→ **WORK ITEM**:
Go over the listing below line by line, and return each one holding the string "ReconciledInput".

→ **LISTED ENTRIES**:
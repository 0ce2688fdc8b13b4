use anyhow::Result;
use rusqlite::Connection;
use tracing::info;

pub const SCHEMA_VERSION: i64 = 1;

pub fn run(conn: &Connection) -> Result<()> {
    conn.execute_batch("CREATE TABLE IF NOT EXISTS schema_version (version INTEGER NOT NULL);")?;

    let version: i64 = conn.query_row(
        "SELECT COALESCE(MAX(version), 0) FROM schema_version",
        [],
        |r| r.get(0),
    )?;

    if version < 1 {
        info!("Running migration v1 (initial schema)");
        conn.execute_batch(
            "
            BEGIN;

            CREATE TABLE users (
                id          TEXT PRIMARY KEY,
                username    TEXT NOT NULL UNIQUE,
                created_at  TEXT NOT NULL
            );

            CREATE TABLE swap_requests (
                id              TEXT PRIMARY KEY,
                requester_id    TEXT NOT NULL REFERENCES users(id),
                recipient_id    TEXT REFERENCES users(id),
                skill_offered   TEXT NOT NULL,
                skill_wanted    TEXT NOT NULL,
                status          TEXT NOT NULL DEFAULT 'open'
                                CHECK (status IN ('open', 'completed')),
                created_at      TEXT NOT NULL,
                completed_at    TEXT
            );

            CREATE TABLE interactions (
                id                  TEXT PRIMARY KEY,
                swap_request_id     TEXT NOT NULL REFERENCES swap_requests(id),
                user_id             TEXT NOT NULL REFERENCES users(id),
                message             TEXT NOT NULL DEFAULT '',
                status              TEXT NOT NULL DEFAULT 'pending'
                                    CHECK (status IN ('pending', 'accepted', 'rejected')),
                created_at          TEXT NOT NULL,
                decided_by          TEXT REFERENCES users(id),
                decided_at          TEXT
            );

            CREATE INDEX idx_interactions_swap_request
                ON interactions(swap_request_id, created_at);

            CREATE TABLE interaction_updates (
                interaction_id  TEXT NOT NULL REFERENCES interactions(id),
                sequence        INTEGER NOT NULL,
                user_id         TEXT REFERENCES users(id),
                message         TEXT NOT NULL,
                percentage      INTEGER CHECK (percentage BETWEEN 0 AND 100),
                client_token    TEXT,
                created_at      TEXT NOT NULL,
                PRIMARY KEY (interaction_id, sequence)
            );

            CREATE UNIQUE INDEX idx_interaction_updates_token
                ON interaction_updates(interaction_id, client_token)
                WHERE client_token IS NOT NULL;

            -- The update log is append-only.
            CREATE TRIGGER interaction_updates_no_update
                BEFORE UPDATE ON interaction_updates
            BEGIN
                SELECT RAISE(ABORT, 'interaction updates are append-only');
            END;

            CREATE TRIGGER interaction_updates_no_delete
                BEFORE DELETE ON interaction_updates
            BEGIN
                SELECT RAISE(ABORT, 'interaction updates are append-only');
            END;

            CREATE TRIGGER interactions_immutable_refs
                BEFORE UPDATE OF swap_request_id, user_id, created_at ON interactions
            BEGIN
                SELECT RAISE(ABORT, 'interaction references are immutable');
            END;

            INSERT INTO schema_version (version) VALUES (1);

            COMMIT;
            ",
        )?;
    }

    info!("Database migrations complete (schema v{})", SCHEMA_VERSION);
    Ok(())
}
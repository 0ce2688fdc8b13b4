use serde::{Deserialize, Serialize};
use uuid::Uuid;

// -- Users --

#[derive(Debug, Deserialize)]
#[serde(deny_unknown_fields)]
pub struct CreateUserRequest {
    pub username: String,
}

// -- Swap requests --

#[derive(Debug, Deserialize)]
#[serde(deny_unknown_fields)]
pub struct CreateSwapRequestRequest {
    pub skill_offered: String,
    pub skill_wanted: String,
    #[serde(default)]
    pub recipient_id: Option<Uuid>,
}

// -- Interactions --

#[derive(Debug, Default, Deserialize)]
#[serde(deny_unknown_fields)]
pub struct CreateInteractionRequest {
    #[serde(default)]
    pub message: Option<String>,
}

#[derive(Debug, Deserialize)]
#[serde(deny_unknown_fields)]
pub struct AppendUpdateRequest {
    pub message: String,
    #[serde(default)]
    pub percentage: Option<u8>,
    /// Idempotency key: re-sending the same token returns the recorded entry.
    #[serde(default)]
    pub client_token: Option<String>,
}

/// Status arrives as a raw string so unknown values surface as a
/// validation error instead of a generic body rejection.
#[derive(Debug, Deserialize)]
#[serde(deny_unknown_fields)]
pub struct SetStatusRequest {
    pub status: String,
}

#[derive(Debug, Default, Deserialize)]
pub struct InteractionQuery {
    pub status: Option<String>,
}

// -- Errors --

#[derive(Debug, Serialize, Deserialize)]
pub struct ErrorResponse {
    pub error: String,
    #[serde(skip_serializing_if = "Option::is_none")]
    pub details: Option<String>,
}
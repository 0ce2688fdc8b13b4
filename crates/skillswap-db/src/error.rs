use skillswap_types::{ParseStatusError, TransitionError};
use thiserror::Error;
use uuid::Uuid;

pub type StoreResult<T> = std::result::Result<T, StoreError>;

#[derive(Debug, Error)]
pub enum StoreError {
    /// Missing or malformed input, or a reference that does not resolve.
    #[error("validation failed: {0}")]
    Validation(String),

    #[error("{entity} not found: {id}")]
    NotFound { entity: &'static str, id: Uuid },

    #[error(transparent)]
    InvalidTransition(#[from] TransitionError),

    #[error("swap request {0} is already completed")]
    AlreadyCompleted(Uuid),

    /// A concurrent writer moved the record first. Callers may re-fetch and retry.
    #[error("interaction {0} was changed concurrently")]
    Conflict(Uuid),

    #[error("user {actor} is not a party of swap request {swap_request}")]
    Forbidden { actor: Uuid, swap_request: Uuid },

    #[error("{0} already exists")]
    AlreadyExists(String),

    #[error("storage error: {0}")]
    Storage(#[from] rusqlite::Error),

    #[error(transparent)]
    Internal(#[from] anyhow::Error),
}

impl StoreError {
    pub fn validation(msg: impl Into<String>) -> Self {
        Self::Validation(msg.into())
    }

    pub fn is_retryable(&self) -> bool {
        matches!(self, Self::Conflict(_))
    }
}

impl From<ParseStatusError> for StoreError {
    fn from(err: ParseStatusError) -> Self {
        Self::Validation(err.to_string())
    }
}
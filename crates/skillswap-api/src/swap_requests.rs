use axum::{
    Extension, Json,
    extract::State,
    http::StatusCode,
    response::IntoResponse,
};
use tracing::info;
use uuid::Uuid;

use skillswap_types::api::CreateSwapRequestRequest;

use crate::error::ApiError;
use crate::extract::{AppJson, AppPath};
use crate::middleware::Actor;
use crate::state::{AppState, run_db};

/// POST /swap-requests. The caller becomes the requester.
pub async fn create_swap_request(
    State(state): State<AppState>,
    Extension(actor): Extension<Actor>,
    AppJson(req): AppJson<CreateSwapRequestRequest>,
) -> Result<impl IntoResponse, ApiError> {
    let request = run_db(&state, move |db| {
        db.create_swap_request(actor.0, req.recipient_id, &req.skill_offered, &req.skill_wanted)
    })
    .await?;
    info!(swap_request_id = %request.id, requester_id = %actor.0, "Swap request created");
    Ok((StatusCode::CREATED, Json(request)))
}

pub async fn get_swap_request(
    State(state): State<AppState>,
    AppPath(swap_request_id): AppPath<Uuid>,
) -> Result<impl IntoResponse, ApiError> {
    let request = run_db(&state, move |db| db.get_swap_request(swap_request_id)).await?;
    Ok(Json(request))
}
//! 参照済みトランザクションの出力金額を取得するためのブロックエクスプローラ。

use std::time::Duration;

use bitcoin::{Amount, Network, Txid};
use reqwest::StatusCode;
use serde::Deserialize;

use crate::config::ExplorerSettings;
use crate::error::AppError;
use crate::types::{ExternalOutput, ExternalTxRecord};

/// 入力ごとの照会を並行して行うため `Sync` を要求する。
pub trait ExplorerCollaborator: Sync {
    fn get_transaction_record(
        &self,
        network: Network,
        txid: &Txid,
    ) -> Result<ExternalTxRecord, AppError>;
}

#[derive(Deserialize)]
struct RawRecord {
    #[serde(default)]
    error: Option<String>,
    #[serde(default)]
    outputs: Vec<RawOutput>,
}

#[derive(Deserialize)]
struct RawOutput {
    // OP_RETURN 出力では null になる
    #[serde(default)]
    addresses: Option<Vec<String>>,
    value: u64,
}

impl From<RawRecord> for ExternalTxRecord {
    fn from(raw: RawRecord) -> Self {
        ExternalTxRecord {
            error: raw.error.filter(|e| !e.is_empty()),
            outputs: raw
                .outputs
                .into_iter()
                .map(|o| ExternalOutput {
                    addresses: o.addresses.unwrap_or_default(),
                    value: Amount::from_sat(o.value),
                })
                .collect(),
        }
    }
}

pub struct BlockcypherExplorer {
    base_url: String,
    token: Option<String>,
    client: reqwest::blocking::Client,
}

impl BlockcypherExplorer {
    pub fn new(settings: &ExplorerSettings) -> Result<Self, AppError> {
        let client = reqwest::blocking::Client::builder()
            .timeout(Duration::from_secs(settings.timeout_secs))
            .build()
            .map_err(|e| AppError::explorer(format!("HTTPクライアントの初期化に失敗: {}", e)))?;
        Ok(Self {
            base_url: settings.base_url.trim_end_matches('/').to_string(),
            token: settings.api_token.clone(),
            client,
        })
    }

    fn transaction_url(&self, network: Network, txid: &Txid) -> Result<String, AppError> {
        Ok(format!(
            "{}/v1/btc/{}/txs/{}",
            self.base_url,
            network_path(network)?,
            txid
        ))
    }
}

impl ExplorerCollaborator for BlockcypherExplorer {
    fn get_transaction_record(
        &self,
        network: Network,
        txid: &Txid,
    ) -> Result<ExternalTxRecord, AppError> {
        let url = self.transaction_url(network, txid)?;
        log::debug!("- GET {}", url);

        let mut request = self.client.get(&url);
        if let Some(token) = &self.token {
            request = request.query(&[("token", token)]);
        }

        let response = request
            .send()
            .map_err(|e| AppError::explorer(format!("{}: 取得に失敗: {}", txid, e)))?;
        let status = response.status();
        let body = response
            .text()
            .map_err(|e| AppError::explorer(format!("{}: 応答の読み込みに失敗: {}", txid, e)))?;

        interpret_explorer_response(txid, status, &body)
    }
}

fn network_path(network: Network) -> Result<&'static str, AppError> {
    match network {
        Network::Bitcoin => Ok("main"),
        Network::Testnet => Ok("test3"),
        other => Err(AppError::InputValidation(format!(
            "エクスプローラが対応していないネットワークです: {:?}",
            other
        ))),
    }
}

/// 未知の txid には 404 と `{"error": ...}` が返る。これだけは通信障害ではなく記録側のエラーとして扱う。
/// 429 (レート制限) や 5xx は error 本文があっても通信障害。
fn interpret_explorer_response(
    txid: &Txid,
    status: StatusCode,
    body: &str,
) -> Result<ExternalTxRecord, AppError> {
    match serde_json::from_str::<RawRecord>(body).map(ExternalTxRecord::from) {
        Ok(record)
            if record.error.is_some()
                && (status.is_success() || status == StatusCode::NOT_FOUND) =>
        {
            Ok(record)
        }
        Ok(_) | Err(_) if !status.is_success() => Err(AppError::explorer(format!(
            "{}: HTTP {}",
            txid, status
        ))),
        Ok(record) => Ok(record),
        Err(e) => Err(AppError::explorer(format!(
            "{}: 応答のパースに失敗: {}",
            txid, e
        ))),
    }
}

#[cfg(test)]
mod tests {
    use super::*;
    use crate::reconciler::reconcile_inputs;
    use crate::testutil::txid;
    use crate::types::InputReference;

    #[test]
    fn parses_outputs_and_null_addresses() {
        let body = r#"{
            "block_hash": "0000",
            "outputs": [
                {"value": 2000000, "addresses": ["tb1qother", "tb1qsource"], "script": "0014"},
                {"value": 0, "addresses": null, "script_type": "null-data"}
            ]
        }"#;

        let record = interpret_explorer_response(&txid(0xaa), StatusCode::OK, body).unwrap();

        assert_eq!(record.error, None);
        assert_eq!(record.outputs[0].value, Amount::from_sat(2_000_000));
        assert_eq!(record.outputs[0].addresses[1], "tb1qsource");
        assert!(record.outputs[1].addresses.is_empty());
    }

    #[test]
    fn unknown_transaction_is_a_record_error() {
        let body = r#"{"error": "Transaction aa not found."}"#;

        let record = interpret_explorer_response(&txid(0xaa), StatusCode::NOT_FOUND, body).unwrap();

        assert_eq!(record.error.as_deref(), Some("Transaction aa not found."));
    }

    #[test]
    fn transport_failures_are_collaborator_errors() {
        let rate_limited =
            interpret_explorer_response(&txid(0xaa), StatusCode::TOO_MANY_REQUESTS, "{}").unwrap_err();
        assert!(matches!(rate_limited, AppError::Collaborator { service: "explorer", .. }));

        let malformed = interpret_explorer_response(&txid(0xaa), StatusCode::OK, "<html>").unwrap_err();
        assert!(matches!(malformed, AppError::Collaborator { service: "explorer", .. }));
    }

    #[test]
    fn error_bodies_on_rate_limit_and_server_failure_are_collaborator_errors() {
        let rate_limited = interpret_explorer_response(
            &txid(0xaa),
            StatusCode::TOO_MANY_REQUESTS,
            r#"{"error": "Limits reached."}"#,
        )
        .unwrap_err();
        assert!(matches!(rate_limited, AppError::Collaborator { service: "explorer", .. }));

        let server = interpret_explorer_response(
            &txid(0xaa),
            StatusCode::INTERNAL_SERVER_ERROR,
            r#"{"error": "Internal error, please retry."}"#,
        )
        .unwrap_err();
        assert!(matches!(server, AppError::Collaborator { service: "explorer", .. }));
    }

    struct CannedExplorer {
        status: StatusCode,
        body: &'static str,
    }

    impl ExplorerCollaborator for CannedExplorer {
        fn get_transaction_record(
            &self,
            _network: Network,
            txid: &Txid,
        ) -> Result<ExternalTxRecord, AppError> {
            interpret_explorer_response(txid, self.status, self.body)
        }
    }

    #[test]
    fn rate_limit_aborts_reconciliation_as_transport_failure() {
        let inputs = [InputReference { txid: txid(0xaa), vout: 0 }];
        let limited = CannedExplorer {
            status: StatusCode::TOO_MANY_REQUESTS,
            body: r#"{"error": "Limits reached."}"#,
        };
        let err = reconcile_inputs(&limited, Network::Testnet, &inputs, "tb1qsource", 3).unwrap_err();
        assert!(matches!(err, AppError::Collaborator { service: "explorer", .. }));

        let unknown = CannedExplorer {
            status: StatusCode::NOT_FOUND,
            body: r#"{"error": "Transaction aa not found."}"#,
        };
        let err = reconcile_inputs(&unknown, Network::Testnet, &inputs, "tb1qsource", 3).unwrap_err();
        assert!(matches!(err, AppError::Reconciliation(_)));
    }

    #[test]
    fn builds_network_specific_url() {
        let explorer = BlockcypherExplorer::new(&ExplorerSettings {
            base_url: "https://api.example.test/".to_string(),
            ..ExplorerSettings::default()
        })
        .unwrap();

        let url = explorer.transaction_url(Network::Testnet, &txid(0x0f)).unwrap();

        assert_eq!(url, format!("https://api.example.test/v1/btc/test3/txs/{}", txid(0x0f)));
        assert!(explorer.transaction_url(Network::Regtest, &txid(0x0f)).is_err());
    }
}
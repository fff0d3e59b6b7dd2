//! 生トランザクションの入力は (txid, vout) しか持たないため、
//! 参照先トランザクションの出力をエクスプローラから引いて入力金額を復元する。

use std::thread;

use bitcoin::{Amount, Network};

use crate::error::AppError;
use crate::explorer::ExplorerCollaborator;
use crate::types::{ExternalOutput, ExternalTxRecord, InputReference, ReconciledInput};
use crate::units::to_display_unit;

#[derive(Debug, Clone, PartialEq, Eq)]
pub struct Reconciliation {
    pub inputs: Vec<ReconciledInput>,
    /// 一致した入力の金額のみの合計。
    pub total_in: Amount,
}

impl Reconciliation {
    pub fn unmatched(&self) -> Vec<InputReference> {
        self.inputs
            .iter()
            .filter(|input| !input.is_matched())
            .map(|input| input.reference)
            .collect()
    }

    pub fn is_partial(&self) -> bool {
        self.inputs.iter().any(|input| !input.is_matched())
    }
}

/// 入力ごとの照会は最大 `max_concurrent` 件ずつ並行して行い、全件の完了を待ってから合計する。
pub fn reconcile_inputs(
    explorer: &dyn ExplorerCollaborator,
    network: Network,
    inputs: &[InputReference],
    owner: &str,
    max_concurrent: usize,
) -> Result<Reconciliation, AppError> {
    let mut reconciled = Vec::with_capacity(inputs.len());

    for batch in inputs.chunks(max_concurrent.max(1)) {
        let results: Vec<Result<ReconciledInput, AppError>> = thread::scope(|scope| {
            let handles: Vec<_> = batch
                .iter()
                .map(|input| scope.spawn(move || reconcile_one(explorer, network, input, owner)))
                .collect();
            handles
                .into_iter()
                .map(|handle| {
                    handle.join().unwrap_or_else(|_| {
                        Err(AppError::Internal("照会スレッドがパニックしました".to_string()))
                    })
                })
                .collect()
        });

        for result in results {
            reconciled.push(result?);
        }
    }

    let mut total_in = Amount::ZERO;
    for input in reconciled.iter().filter(|input| input.is_matched()) {
        total_in = total_in
            .checked_add(input.value)
            .ok_or_else(|| AppError::Internal("入力総額がオーバーフローしました".to_string()))?;
    }

    let reconciliation = Reconciliation {
        inputs: reconciled,
        total_in,
    };
    if reconciliation.is_partial() {
        for missing in reconciliation.unmatched() {
            log::warn!(
                "入力 {} に {} の出力が見つかりません。金額 0 として扱います (照合は部分的です)",
                missing,
                owner
            );
        }
    }
    log::debug!("照合済み入力総額: {}", to_display_unit(reconciliation.total_in));

    Ok(reconciliation)
}

fn reconcile_one(
    explorer: &dyn ExplorerCollaborator,
    network: Network,
    input: &InputReference,
    owner: &str,
) -> Result<ReconciledInput, AppError> {
    let record = explorer.get_transaction_record(network, &input.txid)?;
    if let Some(error) = &record.error {
        return Err(AppError::Reconciliation(format!("{}: {}", input.txid, error)));
    }
    Ok(match_owned_output(&record, input, owner))
}

/// アドレス集合に `owner` を含む出力を探す。入力自身の vout 位置の出力を優先する。
pub fn match_owned_output(
    record: &ExternalTxRecord,
    input: &InputReference,
    owner: &str,
) -> ReconciledInput {
    let owned = |output: &&ExternalOutput| output.addresses.iter().any(|a| a == owner);

    let matched = usize::try_from(input.vout)
        .ok()
        .and_then(|index| record.outputs.get(index))
        .filter(owned)
        .or_else(|| {
            let fallback = record.outputs.iter().find(owned);
            if fallback.is_some() && vout_beyond_record(record, input) {
                // エクスプローラは既定で先頭20出力までしか返さない
                log::warn!(
                    "入力 {} の出力位置が取得した記録 ({} 出力) の範囲外です。同じアドレスの別の出力の金額を使用するため、正確でない可能性があります",
                    input,
                    record.outputs.len()
                );
            }
            fallback
        });

    match matched {
        Some(output) => ReconciledInput {
            reference: *input,
            value: output.value,
            owner: Some(owner.to_string()),
        },
        None => ReconciledInput {
            reference: *input,
            value: Amount::ZERO,
            owner: None,
        },
    }
}

/// 記録に入力自身の vout 位置の出力が含まれていない (切り詰められている) か。
pub fn vout_beyond_record(record: &ExternalTxRecord, input: &InputReference) -> bool {
    usize::try_from(input.vout)
        .ok()
        .is_none_or(|index| index >= record.outputs.len())
}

→ **TASK ANSWER**:
use crate::types::{ExternalOutput, ExternalTxRecord, InputReference, ReconciledInput};
    pub inputs: Vec<ReconciledInput>,
        let results: Vec<Result<ReconciledInput, AppError>> = thread::scope(|scope| {
) -> Result<ReconciledInput, AppError> {
) -> ReconciledInput {
        Some(output) => ReconciledInput {
        None => ReconciledInput {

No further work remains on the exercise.